CEO Marco Gobbetti was leaving, a person with knowledge of the

matter said.

Italy's Ferragamo, which has been struggling to revitalise

its product offering and sales, has long been seen as a

potential merger and acquisition target.

While publicly ruling out the idea of a sale, the Ferragamo

family has in the past explored the idea of reducing its stake,

sources have previously told Reuters.

For now, the family's focus is on steadying the group after

Gobbetti's departure next month barely three years into his

tenure, according to the source.

A second source close to the matter confirmed the family was

not currently looking at a sale.

During Gobbetti's tenure, sales decreased by roughly 10% and

shares lost around two-thirds of their value, with the lack of

marked improvements stoking tensions between the Ferragamos and

the former Burberry chief, the person and another source said.

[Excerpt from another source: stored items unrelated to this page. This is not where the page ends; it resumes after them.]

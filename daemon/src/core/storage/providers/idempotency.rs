use async_trait::async_trait;
use serde_json::Value;

use crate::core::{error::StorageError, storage::SledStorage};

// Stored command responses, replayed when a client retries the same
// idempotency key
#[async_trait]
pub trait IdempotencyProvider {
    async fn get_command_response(&self, key: &str) -> Result<Option<Value>, StorageError>;

    async fn put_command_response(&self, key: &str, response: &Value) -> Result<(), StorageError>;
}

#[async_trait]
impl IdempotencyProvider for SledStorage {
    async fn get_command_response(&self, key: &str) -> Result<Option<Value>, StorageError> {
        Self::get_decoded(&self.idempotency, key.as_bytes())
    }

    async fn put_command_response(&self, key: &str, response: &Value) -> Result<(), StorageError> {
        Self::put_encoded(&self.idempotency, key.as_bytes(), response)
    }
}
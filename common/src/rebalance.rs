use serde::{Deserialize, Serialize};
use strum::{AsRefStr, Display};

use crate::{
    chain::{ContractAddress, TxHash},
    config::BPS_DENOMINATOR,
    fund::{Amount, BasisPoints, Tier},
    time::TimestampMillis,
};

pub type PlanId = u64;

// What caused a plan to be generated
#[derive(Debug, Clone, Copy, PartialEq, Eq, Serialize, Deserialize, Display, AsRefStr)]
#[strum(serialize_all = "UPPERCASE")]
#[serde(rename_all = "UPPERCASE")]
pub enum RebalanceTrigger {
    Threshold,
    Liquidity,
    Strategic,
    NavUpdated,
    LargeFlow,
    Manual,
    Emergency,
}

#[derive(Debug, Clone, Copy, PartialEq, Eq, Serialize, Deserialize, Display, AsRefStr)]
#[strum(serialize_all = "SCREAMING_SNAKE_CASE")]
#[serde(rename_all = "SCREAMING_SNAKE_CASE")]
pub enum PlanStatus {
    Draft,
    PendingApproval,
    Approved,
    Executing,
    Completed,
    Partial,
    Failed,
    Cancelled,
}

impl PlanStatus {
    pub fn is_terminal(&self) -> bool {
        matches!(
            self,
            Self::Completed | Self::Partial | Self::Failed | Self::Cancelled
        )
    }
}

#[derive(Debug, Clone, Copy, PartialEq, Eq, Serialize, Deserialize, Display)]
#[strum(serialize_all = "snake_case")]
#[serde(rename_all = "snake_case")]
pub enum PurchaseMethod {
    Instant,
    Subscription,
}

// The four action shapes a plan is allowed to contain
#[derive(Debug, Clone, Serialize, Deserialize)]
#[serde(tag = "kind", rename_all = "UPPERCASE")]
pub enum RebalanceAction {
    Transfer {
        from_tier: Tier,
        to_tier: Tier,
        amount: Amount,
    },
    Purchase {
        asset: ContractAddress,
        from_tier: Tier,
        usdt_amount: Amount,
        method: PurchaseMethod,
        max_slippage_bps: BasisPoints,
    },
    Redeem {
        asset: ContractAddress,
        amount: Amount,
        to_tier: Tier,
        max_slippage_bps: BasisPoints,
    },
    Waterfall {
        amount_needed: Amount,
        max_tier: Tier,
    },
}

impl RebalanceAction {
    pub fn amount(&self) -> Amount {
        match self {
            Self::Transfer { amount, .. } => *amount,
            Self::Purchase { usdt_amount, .. } => *usdt_amount,
            Self::Redeem { amount, .. } => *amount,
            Self::Waterfall { amount_needed, .. } => *amount_needed,
        }
    }

    pub fn max_slippage_bps(&self) -> Option<BasisPoints> {
        match self {
            Self::Purchase {
                max_slippage_bps, ..
            }
            | Self::Redeem {
                max_slippage_bps, ..
            } => Some(*max_slippage_bps),
            _ => None,
        }
    }

    // Tiers this action reads from or writes to; used for the independence
    // check that allows same-priority concurrency
    pub fn tiers_touched(&self) -> Vec<Tier> {
        match self {
            Self::Transfer { from_tier, to_tier, .. } => vec![*from_tier, *to_tier],
            Self::Purchase { from_tier, .. } => vec![*from_tier, Tier::L3],
            Self::Redeem { to_tier, .. } => vec![Tier::L3, *to_tier],
            // Waterfall may touch everything up to max_tier
            Self::Waterfall { max_tier, .. } => {
                Tier::ALL.iter().filter(|t| **t <= *max_tier).copied().collect()
            }
        }
    }

    pub fn is_independent_of(&self, other: &RebalanceAction) -> bool {
        let mine = self.tiers_touched();
        !other.tiers_touched().iter().any(|t| mine.contains(t))
    }
}

// An action with its execution priority; lower executes first
#[derive(Debug, Clone, Serialize, Deserialize)]
pub struct PlannedAction {
    pub priority: u8,
    pub action: RebalanceAction,
}

#[derive(Debug, Clone, Copy, PartialEq, Eq, Serialize, Deserialize, Display)]
#[strum(serialize_all = "SCREAMING_SNAKE_CASE")]
#[serde(rename_all = "SCREAMING_SNAKE_CASE")]
pub enum ActionOutcome {
    Success,
    Failed,
    Skipped,
}

#[derive(Debug, Clone, Serialize, Deserialize)]
pub struct ActionResult {
    pub index: usize,
    pub outcome: ActionOutcome,
    pub tx_hash: Option<TxHash>,
    pub error: Option<String>,
    pub executed_at: TimestampMillis,
}

// Tier values captured before planning and projected after execution
#[derive(Debug, Clone, Copy, Default, Serialize, Deserialize)]
pub struct TierSnapshot {
    pub l1: Amount,
    pub l2: Amount,
    pub l3: Amount,
    pub total_assets: Amount,
}

impl TierSnapshot {
    pub fn tier_value(&self, tier: Tier) -> Amount {
        match tier {
            Tier::L1 => self.l1,
            Tier::L2 => self.l2,
            Tier::L3 => self.l3,
        }
    }

    pub fn set_tier_value(&mut self, tier: Tier, value: Amount) {
        match tier {
            Tier::L1 => self.l1 = value,
            Tier::L2 => self.l2 = value,
            Tier::L3 => self.l3 = value,
        }
    }

    pub fn tier_ratio_bps(&self, tier: Tier) -> BasisPoints {
        if self.total_assets == 0 {
            return 0;
        }
        ((self.tier_value(tier) * BPS_DENOMINATOR as u128) / self.total_assets) as BasisPoints
    }
}

#[derive(Debug, Clone, Serialize, Deserialize)]
pub struct RebalancePlan {
    pub id: PlanId,
    pub trigger: RebalanceTrigger,
    pub pre_state: TierSnapshot,
    pub target_state: TierSnapshot,
    pub actions: Vec<PlannedAction>,
    pub estimated_gas_cost: u64,
    pub estimated_slippage_bps: BasisPoints,
    pub requires_approval: bool,
    pub approval_ticket_id: Option<u64>,
    pub status: PlanStatus,
    pub results: Vec<ActionResult>,
    pub created_at: TimestampMillis,
    pub updated_at: TimestampMillis,
}

impl RebalancePlan {
    pub fn total_amount(&self) -> Amount {
        self.actions.iter().map(|a| a.action.amount()).sum()
    }

    // Results must stay a prefix of actions in priority order
    pub fn results_are_ordered_prefix(&self) -> bool {
        self.results
            .iter()
            .enumerate()
            .all(|(i, r)| r.index == i && r.index < self.actions.len())
    }
}

#[cfg(test)]
mod tests {
    use super::*;

    #[test]
    fn transfer_independence() {
        let a = RebalanceAction::Transfer {
            from_tier: Tier::L2,
            to_tier: Tier::L1,
            amount: 100,
        };
        let b = RebalanceAction::Transfer {
            from_tier: Tier::L2,
            to_tier: Tier::L1,
            amount: 50,
        };
        assert!(!a.is_independent_of(&b));
    }

    #[test]
    fn waterfall_touches_all_tiers_up_to_max() {
        let w = RebalanceAction::Waterfall {
            amount_needed: 100,
            max_tier: Tier::L2,
        };
        let tiers = w.tiers_touched();
        assert!(tiers.contains(&Tier::L1));
        assert!(tiers.contains(&Tier::L2));
        assert!(!tiers.contains(&Tier::L3));
    }

    #[test]
    fn snapshot_ratios() {
        let snap = TierSnapshot {
            l1: 150,
            l2: 300,
            l3: 550,
            total_assets: 1_000,
        };
        assert_eq!(snap.tier_ratio_bps(Tier::L1), 1_500);
        assert_eq!(snap.tier_ratio_bps(Tier::L3), 5_500);
    }
}
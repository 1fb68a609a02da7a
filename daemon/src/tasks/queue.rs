use std::{collections::VecDeque, sync::Mutex};

use tokio::sync::Notify;

use super::{Task, TaskPriority};

struct Lanes {
    critical: VecDeque<Task>,
    high: VecDeque<Task>,
    normal: VecDeque<Task>,
    low: VecDeque<Task>,
}

impl Lanes {
    fn lane_mut(&mut self, priority: TaskPriority) -> &mut VecDeque<Task> {
        match priority {
            TaskPriority::Critical => &mut self.critical,
            TaskPriority::High => &mut self.high,
            TaskPriority::Normal => &mut self.normal,
            TaskPriority::Low => &mut self.low,
        }
    }
}

// In-memory dispatch queue in front of the workers: per-priority FIFO,
// higher priorities always drain first. Durability lives in the task store,
// not here.
pub struct TaskQueue {
    lanes: Mutex<Lanes>,
    notify: Notify,
}

impl TaskQueue {
    pub fn new() -> Self {
        Self {
            lanes: Mutex::new(Lanes {
                critical: VecDeque::new(),
                high: VecDeque::new(),
                normal: VecDeque::new(),
                low: VecDeque::new(),
            }),
            notify: Notify::new(),
        }
    }

    pub fn push(&self, task: Task) {
        {
            let mut lanes = self.lanes.lock().expect("queue lock poisoned");
            lanes.lane_mut(task.priority).push_back(task);
        }
        self.notify.notify_one();
    }

    pub fn try_pop(&self) -> Option<Task> {
        let mut lanes = self.lanes.lock().expect("queue lock poisoned");
        for priority in TaskPriority::ALL {
            if let Some(task) = lanes.lane_mut(priority).pop_front() {
                return Some(task);
            }
        }
        None
    }

    // Blocks until a task is available
    pub async fn pop(&self) -> Task {
        loop {
            if let Some(task) = self.try_pop() {
                return task;
            }
            self.notify.notified().await;
        }
    }

    pub fn len(&self) -> usize {
        let lanes = self.lanes.lock().expect("queue lock poisoned");
        lanes.critical.len() + lanes.high.len() + lanes.normal.len() + lanes.low.len()
    }

    pub fn is_empty(&self) -> bool {
        self.len() == 0
    }
}

impl Default for TaskQueue {
    fn default() -> Self {
        Self::new()
    }
}

#[cfg(test)]
mod tests {
    use super::*;
    use crate::tasks::TaskPayload;

    fn task(id: u64, priority: TaskPriority) -> Task {
        Task {
            id,
            priority,
            payload: TaskPayload::RiskIndicatorTick,
            run_at: 0,
            max_retries: 3,
            attempts: 0,
            created_at: 0,
        }
    }

    #[test]
    fn priorities_drain_in_order() {
        let queue = TaskQueue::new();
        queue.push(task(1, TaskPriority::Low));
        queue.push(task(2, TaskPriority::Critical));
        queue.push(task(3, TaskPriority::Normal));
        queue.push(task(4, TaskPriority::Critical));

        let order: Vec<u64> = std::iter::from_fn(|| queue.try_pop()).map(|t| t.id).collect();
        assert_eq!(order, vec![2, 4, 3, 1]);
    }

    #[test]
    fn fifo_within_priority() {
        let queue = TaskQueue::new();
        for id in 0..5 {
            queue.push(task(id, TaskPriority::High));
        }
        let order: Vec<u64> = std::iter::from_fn(|| queue.try_pop()).map(|t| t.id).collect();
        assert_eq!(order, vec![0, 1, 2, 3, 4]);
    }

    #[tokio::test]
    async fn pop_waits_for_push() {
        let queue = std::sync::Arc::new(TaskQueue::new());
        let popper = {
            let queue = queue.clone();
            tokio::spawn(async move { queue.pop().await.id })
        };
        tokio::task::yield_now().await;
        queue.push(task(7, TaskPriority::Normal));
        assert_eq!(popper.await.unwrap(), 7);
    }
}
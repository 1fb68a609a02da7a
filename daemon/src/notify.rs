// Notification seam. Transports (Slack, email, paging) live outside this
// repo; the daemon ships a log-backed implementation and everything else
// talks to the trait.

use async_trait::async_trait;
use log::{error, info, warn};
use metrics::counter;
use strum::{AsRefStr, Display};

#[derive(Debug, Clone, Copy, PartialEq, Eq, Display, AsRefStr)]
#[strum(serialize_all = "snake_case")]
pub enum NotifyLevel {
    Info,
    Warning,
    Critical,
}

#[derive(Debug, Clone, Copy, PartialEq, Eq, Display, AsRefStr)]
#[strum(serialize_all = "snake_case")]
pub enum NotifyChannel {
    Ops,
    FundManager,
    VipApprovers,
}

#[async_trait]
pub trait Notifier: Send + Sync + 'static {
    async fn notify(&self, level: NotifyLevel, channel: NotifyChannel, title: &str, body: &str);
}

pub struct LogNotifier;

#[async_trait]
impl Notifier for LogNotifier {
    async fn notify(&self, level: NotifyLevel, channel: NotifyChannel, title: &str, body: &str) {
        counter!("meridian_notifications", "channel" => channel.as_ref().to_string())
            .increment(1);
        match level {
            NotifyLevel::Info => info!("[{}] {}: {}", channel, title, body),
            NotifyLevel::Warning => warn!("[{}] {}: {}", channel, title, body),
            NotifyLevel::Critical => error!("[{}] {}: {}", channel, title, body),
        }
    }
}
impl<S: Storage, G: ChainGateway> EventIngestor<S, G> {
    pub fn new(
        storage: Arc<S>,
        gateway: Arc<G>,
        queue: Arc<EventQueue>,
        notifier: Arc<dyn Notifier>,
        contracts: Vec<ContractAddress>,
        genesis_block: BlockNumber,
        confirmations: u64,
        polling_interval: Duration,
        batch_size: u64,
        instance_id: String,
    ) -> Arc<Self> {
        Arc::new(Self {
            storage,
            gateway,
            queue,
            notifier,
            contracts,
            genesis_block,
            confirmations,
            polling_interval,
            batch_size,
            instance_id,
            halted: AtomicBool::new(false),
            reload_cursors: AtomicBool::new(false),
            observed_head: AtomicU64::new(0),
            recent: StdMutex::new(LruCache::new(
                NonZeroUsize::new(RECENT_EVENTS_CACHE_SIZE).expect("cache size is non-zero"),
            )),
            wake: Notify::new(),
            task: Mutex::new(None),
        })
    }

    pub fn is_halted(&self) -> bool {
        self.halted.load(Ordering::SeqCst)
    }

    pub fn queue(&self) -> &Arc<EventQueue> {
        &self.queue
    }

    // Operator-driven recovery: rewind every contract cursor and clear the
    // halt. Dedup markers and processed rows make the replay idempotent.
    pub async fn resync(&self, from_block: BlockNumber) -> Result<(), IngestError> {
        info!("resync requested from block {}", from_block);
        let now = get_current_time_in_millis();
        let last = from_block.saturating_sub(1);
        let hash = self.gateway.get_block_hash(last).await?;
        for contract in &self.contracts {
            self.storage
                .set_checkpoint(
                    contract,
                    &Checkpoint {
                        last_confirmed_block: last,
                        block_hash: hash.unwrap_or_else(H256::zero),
                        updated_at: now,
                    },
                )
                .await?;
        }
        self.halted.store(false, Ordering::SeqCst);
        self.reload_cursors.store(true, Ordering::SeqCst);
        self.wake.notify_one();
        Ok(())
    }

    pub async fn start(self: &Arc<Self>) {
        let zelf = Arc::clone(self);
        *self.task.lock().await = Some(tokio::spawn(async move {
            loop {
                // Singleton: only the lease holder may advance checkpoints.
                // Losing the lease drops us back here to re-acquire.
                let lease = match LeaseKeeper::acquire(
                    Arc::clone(&zelf.storage),
                    INGEST_LEASE,
                    zelf.instance_id.clone(),
                )
                .await
                {
                    Ok(lease) => lease,
                    Err(e) => {
                        error!("failed to acquire ingest lease: {}", e);
                        sleep(Duration::from_secs(5)).await;
                        continue;
                    }
                };

                // Returns on lease loss; loop back and contend for the lease
                // again as the replacement instance
                zelf.run_under_lease(&lease).await;
                lease.release().await;
            }
        }));
    }

    pub async fn stop(&self) {
        if let Some(handle) = self.task.lock().await.take() {
            handle.abort();
        }
    }

    async fn run_under_lease(self: &Arc<Self>, lease: &Arc<LeaseKeeper<S>>) {
        let mut cursors = match self.load_cursors().await {
            Ok(cursors) => cursors,
            Err(e) => {
                error!("failed to load checkpoints: {}", e);
                return;
            }
        };

        self.spawn_subscription().await;
        let mut last_flush = get_current_time_in_millis();

        loop {
            if !lease.is_held() {
                error!("ingest lease lost, stopping checkpoint advancement");
                return;
            }

            if self.reload_cursors.swap(false, Ordering::SeqCst) {
                match self.load_cursors().await {
                    Ok(reloaded) => cursors = reloaded,
                    Err(e) => error!("failed to reload checkpoints: {}", e),
                }
            }

            if !self.is_halted() {
                if let Err(e) = self.poll_pass(&mut cursors).await {
                    match e {
                        IngestError::ReorgDetected { contract, block } => {
                            self.enter_reorg_halt(contract, block).await;
                        }
                        e => warn!("poll pass failed: {}", e),
                    }
                }

                let now = get_current_time_in_millis();
                let dirty: u64 = cursors.values().map(|c| c.dirty_events).sum();
                if dirty >= CHECKPOINT_FLUSH_EVENTS
                    || now.saturating_sub(last_flush) >= CHECKPOINT_FLUSH_INTERVAL_MS
                {
                    if let Err(e) = self.flush_checkpoints(&mut cursors).await {
                        error!("checkpoint flush failed: {}", e);
                    } else {
                        last_flush = now;
                    }
                }
            }

            select! {
                _ = sleep(self.polling_interval) => {},
                _ = self.wake.notified() => {
                    trace!("ingestor woken early");
                },
            }
        }
    }

    async fn load_cursors(&self) -> Result<HashMap<ContractAddress, Cursor>, IngestError> {
        let mut cursors = HashMap::new();
        for contract in &self.contracts {
            let cursor = match self.storage.get_checkpoint(contract).await? {
                Some(checkpoint) => Cursor {
                    last_block: checkpoint.last_confirmed_block,
                    block_hash: Some(checkpoint.block_hash),
                    dirty_events: 0,
                },
                None => Cursor {
                    last_block: self.genesis_block,
                    block_hash: None,
                    dirty_events: 0,
                },
            };
            debug!("contract {:x} resumes from block {}", contract, cursor.last_block);
            cursors.insert(*contract, cursor);
        }
        Ok(cursors)
    }

    // The subscription is an optimization: confirmed pushes are processed
    // directly, anything else just wakes the poller early. Correctness always
    // rests on the poller.
    async fn spawn_subscription(self: &Arc<Self>) {
        let from = self.genesis_block;
        let mut receiver = match self.gateway.subscribe_logs(&self.contracts, from).await {
            Ok(receiver) => receiver,
            Err(e) => {
                warn!("log subscription unavailable, poller only: {}", e);
                return;
            }
        };

        let zelf = Arc::clone(self);
        tokio::spawn(async move {
            while let Some(record) = receiver.recv().await {
                let head = zelf.observed_head.load(Ordering::SeqCst);
                if record.block_number + zelf.confirmations <= head && !zelf.is_halted() {
                    if let Err(e) = zelf.process_candidate(&record).await {
                        warn!("subscription candidate failed: {}", e);
                    }
                }
                zelf.wake.notify_one();
            }
            debug!("log subscription stream ended");
        });
    }

    async fn poll_pass(
        &self,
        cursors: &mut HashMap<ContractAddress, Cursor>,
    ) -> Result<(), IngestError> {
        let head = self.gateway.get_head().await?;
        self.observed_head.store(head, Ordering::SeqCst);
        let confirmed_head = head.saturating_sub(self.confirmations);

        for contract in &self.contracts {
            let cursor = cursors.get_mut(contract).expect("cursor exists");
            if confirmed_head <= cursor.last_block {
                continue;
            }

            // Reorg probe: the block we checkpointed must still be canonical
            if let Some(stored_hash) = cursor.block_hash {
                if stored_hash != H256::zero() {
                    if let Some(current) = self.gateway.get_block_hash(cursor.last_block).await? {
                        if current != stored_hash {
                            return Err(IngestError::ReorgDetected {
                                contract: *contract,
                                block: cursor.last_block,
                            });
                        }
                    }
                }
            }

            let from = cursor.last_block + 1;
            let to = confirmed_head.min(cursor.last_block + self.batch_size);
            let mut logs = self.fetch_logs_with_retry(contract, from, to).await?;
            logs.sort_by_key(|log| (log.block_number, log.log_index));

            for log in &logs {
                if self.process_candidate(log).await? {
                    cursor.dirty_events += 1;
                }
            }

            cursor.last_block = to;
            cursor.block_hash = self.gateway.get_block_hash(to).await?;
            // mark dirty even without events so the checkpoint still advances
            cursor.dirty_events = cursor.dirty_events.max(1);
        }

        Ok(())
    }

    async fn fetch_logs_with_retry(
        &self,
        contract: &ContractAddress,
        from: BlockNumber,
        to: BlockNumber,
    ) -> Result<Vec<LogRecord>, IngestError> {
        let mut attempt = 0u32;
        loop {
            match self.gateway.get_logs(&[*contract], from, to).await {
                Ok(logs) => return Ok(logs),
                Err(e) if e.is_transient() && attempt + 1 < GET_LOGS_MAX_ATTEMPTS => {
                    attempt += 1;
                    let backoff = 200u64.saturating_mul(1 << attempt.min(6));
                    let jitter = rand::thread_rng().gen_range(0..=backoff / 2);
                    warn!(
                        "get_logs [{}, {}] failed (attempt {}/{}): {}",
                        from, to, attempt, GET_LOGS_MAX_ATTEMPTS, e
                    );
                    sleep(Duration::from_millis(backoff + jitter)).await;
                }
                Err(e) => {
                    self.alert_fetch_exhausted(&e).await;
                    return Err(e.into());
                }
            }
        }
    }

    async fn alert_fetch_exhausted(&self, error: &GatewayError) {
        let now = get_current_time_in_seconds();
        let cooldown = self
            .storage
            .get_alert_cooldown("ingest_get_logs")
            .await
            .ok()
            .flatten();
        if cooldown.map(|until| until > now).unwrap_or(false) {
            return;
        }
        let _ = self
            .storage
            .set_alert_cooldown("ingest_get_logs", now + RISK_ALERT_COOLDOWN_SECS)
            .await;
        self.notifier
            .notify(
                NotifyLevel::Critical,
                NotifyChannel::Ops,
                "event ingestion degraded",
                &format!("log fetch retries exhausted, advancement paused: {}", error),
            )
            .await;
    }

    // Decode, dedup and enqueue one candidate. Returns true when the event
    // was enqueued for dispatch.
    async fn process_candidate(&self, record: &LogRecord) -> Result<bool, IngestError> {
        let event = match ChainEvent::decode(record) {
            Ok(event) => event,
            Err(DecodeError::UnknownEvent(name)) => {
                // Never blocks the checkpoint
                warn!("unknown event '{}' at {}", name, record.event_id());
                counter!("meridian_events_unknown").increment(1);
                return Ok(false);
            }
            Err(e @ DecodeError::InvalidArgs { .. }) => {
                warn!("undecodable event at {}: {}", record.event_id(), e);
                counter!("meridian_events_undecodable").increment(1);
                return Ok(false);
            }
        };

        let key = record.event_id().dedup_key();
        if self
            .recent
            .lock()
            .expect("recent cache lock poisoned")
            .contains(&key)
        {
            trace!("dedup cache hit for {}", record.event_id());
            counter!("meridian_events_dedup_hits").increment(1);
            return Ok(false);
        }

        let fresh = self
            .storage
            .check_and_mark_dedup(&key, get_current_time_in_seconds(), DEDUP_TTL_SECONDS)
            .await?;
        if !fresh {
            trace!("dedup hit for {}", record.event_id());
            counter!("meridian_events_dedup_hits").increment(1);
            return Ok(false);
        }
        self.recent
            .lock()
            .expect("recent cache lock poisoned")
            .put(key, ());

        counter!("meridian_events_ingested").increment(1);
        self.queue.push(EventEnvelope {
            record: record.clone(),
            event,
        });
        Ok(true)
    }

    async fn flush_checkpoints(
        &self,
        cursors: &mut HashMap<ContractAddress, Cursor>,
    ) -> Result<(), IngestError> {
        let now = get_current_time_in_millis();
        for (contract, cursor) in cursors.iter_mut() {
            if cursor.dirty_events == 0 {
                continue;
            }
            self.storage
                .set_checkpoint(
                    contract,
                    &Checkpoint {
                        last_confirmed_block: cursor.last_block,
                        block_hash: cursor.block_hash.unwrap_or_else(H256::zero),
                        updated_at: now,
                    },
                )
                .await?;
            trace!(
                "checkpoint {:x} advanced to block {}",
                contract,
                cursor.last_block
            );
            cursor.dirty_events = 0;
        }
        Ok(())
    }

    // Halt-and-alert: no automatic reorg recovery, an operator must resync
    async fn enter_reorg_halt(&self, contract: ContractAddress, block: BlockNumber) {
        error!(
            "REORG DETECTED on contract {:x} at block {}, halting ingestion",
            contract, block
        );
        self.halted.store(true, Ordering::SeqCst);
        counter!("meridian_reorg_incidents").increment(1);

        let now = get_current_time_in_millis();
        if let Ok(id) = self.storage.next_risk_event_id().await {
            let _ = self
                .storage
                .append_risk_event(&RiskEvent {
                    id,
                    level: RiskLevel::Critical,
                    source: "ingestor".to_string(),
                    message: format!(
                        "reorg detected on {:x} at block {}, checkpoint frozen",
                        contract, block
                    ),
                    created_at: now,
                })
                .await;
        }
        self.notifier
            .notify(
                NotifyLevel::Critical,
                NotifyChannel::Ops,
                "reorg detected",
                &format!(
                    "contract {:x} block {} no longer canonical; ingestion halted until resync",
                    contract, block
                ),
            )
            .await;
    }
}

A lack of communication between the manager and stakeholders

compounded problems, with the Ferragamos feeling they had little

clarity on the group's turnaround prospects, the two sources

said.

Asked for a comment, Gobbetti and Ferragamo referred to this

week's press release on the CEO's departure, which they said was

mutually agreed.

In 2022, Gobbetti had promised a quick turnaround, vowing to

increase investments, revamp stores and attract younger

customers to double revenue to almost 2.3 billion euros ($2.4

billion) by 2026. Sales dropped 8.2% last year to 1.03 billion

euros.

The Florentine group's market capitalization dwindled to

1.2 billion euros, with Ferragamo's shares underperforming the

broader European luxury sector.

FERRAGAMO'S DECADE-LONG OVERHAUL

Worse hit than others by the COVID-19 pandemic due to

its relatively bigger exposure to China, Ferragamo failed to

take advantage of the rebound driven by pent-up demand, and is

now grappling like the rest of the industry with cooling demand.

"Having only one brand and being focused on a limited number

of categories contributed to exacerbating the crisis", said

Carlo Alberto Carnevale Maffe, a Strategy and Entrepreneurship

professor at SDA Bocconi School of Management.

Ferragamo has been working on a revamp for almost 10 years

during which two other CEOs have left the group.

In 2018 Eraldo Poletto, appointed to succeed long-standing

boss Michele Norsa as CEO, stepped down after less than two

years in the wake of the company saying that it could not stand

by its medium-term targets.

Micaela Le Divelec Lemmi, a former Gucci executive, was

appointed as the group's new CEO a few months later, but lasted

only until 2021.

In every crisis, the family has turned back to trusted former

CEO Michele Norsa for help with the transition. Norsa will be

part of an advisory committee including James Ferragamo and

former general manager Ernesto Greco which will assist Chairman

Leonardo Ferragamo until a new CEO is found.